Orthogonal Mixed-Effects Modeling for High-Dimensional Longitudinal Data: An Unsupervised Learning Approach

The linear mixed-effects model is commonly utilized to interpret longitudinal data, characterizing both the global longitudinal trajectory across all observations and longitudinal trajectories within individuals. However, characterizing these trajectories in high-dimensional longitudinal data presents a challenge. To address this, our study proposes a novel approach, Unsupervised Orthogonal Mixed-Effects Trajectory Modeling (UOMETM), that leverages unsupervised learning to generate latent representations of both global and individual trajectories. We design an autoencoder with a latent space where an orthogonal constraint is imposed to separate the space of global trajectories from individual trajectories. We also devise a cross-reconstruction loss to ensure consistency of global trajectories and enhance the orthogonality between representation spaces. To evaluate UOMETM, we conducted simulation experiments on images to verify that every component functions as intended.
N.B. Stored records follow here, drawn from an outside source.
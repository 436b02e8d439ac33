mod categories;
mod difficulty;
mod normalize;
mod run;

pub use run::run;
use chrono::NaiveDate;
use rusqlite::types::Type;
use rusqlite::{Connection, OptionalExtension, Row, TransactionBehavior, params};
use serde::Serialize;

use super::error::{CompositionError, CompositionResult};
use crate::model::EventStatus;
use crate::util::now_utc_string;

#[derive(Debug, Clone, PartialEq, Eq, Serialize)]
pub struct Event {
    pub id: i64,
    pub name: String,
    pub creator_id: i64,
    pub event_date: Option<NaiveDate>,
    pub created_at: String,
    pub status: EventStatus,
    pub description: Option<String>,
    pub is_deleted: bool,
}

#[derive(Debug, Clone, Default)]
pub struct NewEvent {
    pub name: String,
    pub creator_id: i64,
    pub event_date: Option<NaiveDate>,
    pub description: Option<String>,
}

fn event_from_row(row: &Row<'_>) -> rusqlite::Result<Event> {
    let raw_status: String = row.get(5)?;
    let status = EventStatus::from_db(&raw_status).ok_or_else(|| {
        rusqlite::Error::FromSqlConversionFailure(
            5,
            Type::Text,
            format!("unknown event status {raw_status:?}").into(),
        )
    })?;

    Ok(Event {
        id: row.get(0)?,
        name: row.get(1)?,
        creator_id: row.get(2)?,
        event_date: row.get(3)?,
        created_at: row.get(4)?,
        status,
        description: row.get(6)?,
        is_deleted: row.get(7)?,
    })
}

pub fn create_event(connection: &Connection, new_event: &NewEvent) -> CompositionResult<Event> {
    connection.execute(
        "
        INSERT INTO events(name, creator_id, event_date, created_at, status, description)
        VALUES(?1, ?2, ?3, ?4, ?5, ?6)
        ",
        params![
            new_event.name,
            new_event.creator_id,
            new_event.event_date,
            now_utc_string(),
            EventStatus::Draft.as_str(),
            new_event.description,
        ],
    )?;

    load_event(connection, connection.last_insert_rowid())
}

pub fn load_event(connection: &Connection, event_id: i64) -> CompositionResult<Event> {
    connection
        .query_row(
            "
            SELECT id, name, creator_id, event_date, created_at, status, description, is_deleted
            FROM events
            WHERE id = ?1
            ",
            params![event_id],
            event_from_row,
        )
        .optional()?
        .ok_or(CompositionError::NotFound {
            entity: "event",
            id: event_id,
        })
}

/// Moves an event forward through draft, active, completed. Repeating the
/// current status is a no-op; deleted events are frozen.
pub fn transition_event(
    connection: &mut Connection,
    event_id: i64,
    next: EventStatus,
) -> CompositionResult<Event> {
    let tx = connection.transaction_with_behavior(TransactionBehavior::Immediate)?;
    let event = load_event(&tx, event_id)?;

    if event.is_deleted {
        return Err(CompositionError::Deleted {
            entity: "event",
            id: event_id,
        });
    }
    if !event.status.can_transition_to(next) {
        return Err(CompositionError::InvalidTransition {
            event_id,
            from: event.status.as_str(),
            to: next.as_str(),
        });
    }

    tx.execute(
        "UPDATE events SET status = ?1 WHERE id = ?2",
        params![next.as_str(), event_id],
    )?;
    let updated = load_event(&tx, event_id)?;
    tx.commit()?;

    Ok(updated)
}

/// Sets the soft-delete flag. Status is left as it was.
pub fn soft_delete_event(connection: &Connection, event_id: i64) -> CompositionResult<()> {
    let changed = connection.execute(
        "UPDATE events SET is_deleted = 1 WHERE id = ?1",
        params![event_id],
    )?;
    if changed == 0 {
        return Err(CompositionError::NotFound {
            entity: "event",
            id: event_id,
        });
    }
    Ok(())
}

/// Removes the event row; its rounds and their slots go with it.
pub fn purge_event(connection: &Connection, event_id: i64) -> CompositionResult<()> {
    let changed = connection.execute("DELETE FROM events WHERE id = ?1", params![event_id])?;
    if changed == 0 {
        return Err(CompositionError::NotFound {
            entity: "event",
            id: event_id,
        });
    }
    Ok(())
}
Furthermore, we evaluated its performance and robustness using longitudinal brain cortical thickness from two Alzheimer's disease (AD) datasets. Comparative analyses with state-of-the-art methods revealed UOMETM's superiority in identifying global and individual longitudinal patterns, achieving a lower reconstruction error, superior orthogonality, and higher accuracy in AD classification and conversion forecasting. Remarkably, we found that the space of global trajectories did not significantly contribute to AD classification compared to the space of individual trajectories, emphasizing their clear separation. Moreover, our model exhibited satisfactory generalization and robustness across different datasets. The study shows the outstanding performance and potential clinical use of UOMETM in the context of longitudinal data analysis.